Que risquait-il ?… De mourir un peu plus tôt ?… La Faculté n’avait-elle pas compté ses jours ? Autant finir en beauté…

Et il était tombé dans une vague d’assaut, grimpé sur un talus, entraînant les autres, une fleur à la main, en récitant, — ce poète ! — des vers du quatrième acte de Cyrano !…

La mort sublime de Jacques-Olivier de Targes, dit « Provence », avait donné aux folles erreurs de celui qui fut Frère Jacques la plus glorieuse absolution…

Françoise l’a très sincèrement pleuré.

Elle pense à lui, dans ce décor somptueux où il aimait à vivre, avec la même piété qu’elle accorde au souvenir de la petite Triestine.
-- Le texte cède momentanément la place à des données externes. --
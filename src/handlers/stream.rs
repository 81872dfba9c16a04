//! Carrier media stream WebSocket.

use std::sync::Arc;

use axum::{
    Extension,
    extract::{
        State,
        ws::{WebSocket, WebSocketUpgrade},
    },
    response::Response,
};
use tracing::info;

use crate::errors::AppResult;
use crate::middleware::ClientIp;
use crate::state::{AppState, ConnectionGuard};
use crate::telephony::{BridgeConfig, ProviderFactory, run_bridge};

/// Maximum WebSocket frame size (1 MB)
const MAX_WS_FRAME_SIZE: usize = 1024 * 1024;

/// Maximum WebSocket message size (1 MB)
const MAX_WS_MESSAGE_SIZE: usize = 1024 * 1024;

/// `GET /stream`
///
/// Upgrades the carrier's media stream and bridges it to a fresh provider
/// session. Fails before the upgrade when the provider is not configured.
pub async fn stream_handler(
    ws: WebSocketUpgrade,
    State(state): State<Arc<AppState>>,
    client_ip: Option<Extension<ClientIp>>,
) -> AppResult<Response> {
    let factory: Arc<dyn ProviderFactory> = Arc::new(state.provider_factory()?);
    let config = state.bridge_config();
    let guard = client_ip.map(|Extension(ClientIp(ip))| ConnectionGuard::new(state.clone(), ip));

    info!("Media stream connection upgrade requested");

    Ok(ws
        .max_frame_size(MAX_WS_FRAME_SIZE)
        .max_message_size(MAX_WS_MESSAGE_SIZE)
        .on_upgrade(move |socket| handle_stream_socket(socket, factory, config, guard)))
}

async fn handle_stream_socket(
    socket: WebSocket,
    factory: Arc<dyn ProviderFactory>,
    config: BridgeConfig,
    _guard: Option<ConnectionGuard>,
) {
    info!("Media stream connected");
    run_bridge(socket, factory, config).await;
}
Quelquefois, assaillie d’un doute douloureux, ce nom lui monte aux lèvres : Marina !…

Mais Moune est là, veillant au grain. Son autorité bougonne intervient :

— Console-toi, va !… Elle aura bien su se débrouiller toute seule, cette petite ! Telle que tu me l’as dépeinte, c’est une luronne qui n’a pas froid aux yeux. Elle a dû conserver ton adresse… Un beau matin, quand nos « poilus » auront flanqué une raclée définitive aux Boches, tu recevras une carte postale t’annonçant le débarquement de ta macaroni. Tu verras, fillette, tu verras !… Tout s’arrange dans la vie… D’ailleurs, c’est M. Alfred Capus qui l’a dit !…

— Aujourd’hui, il ne le dirait plus.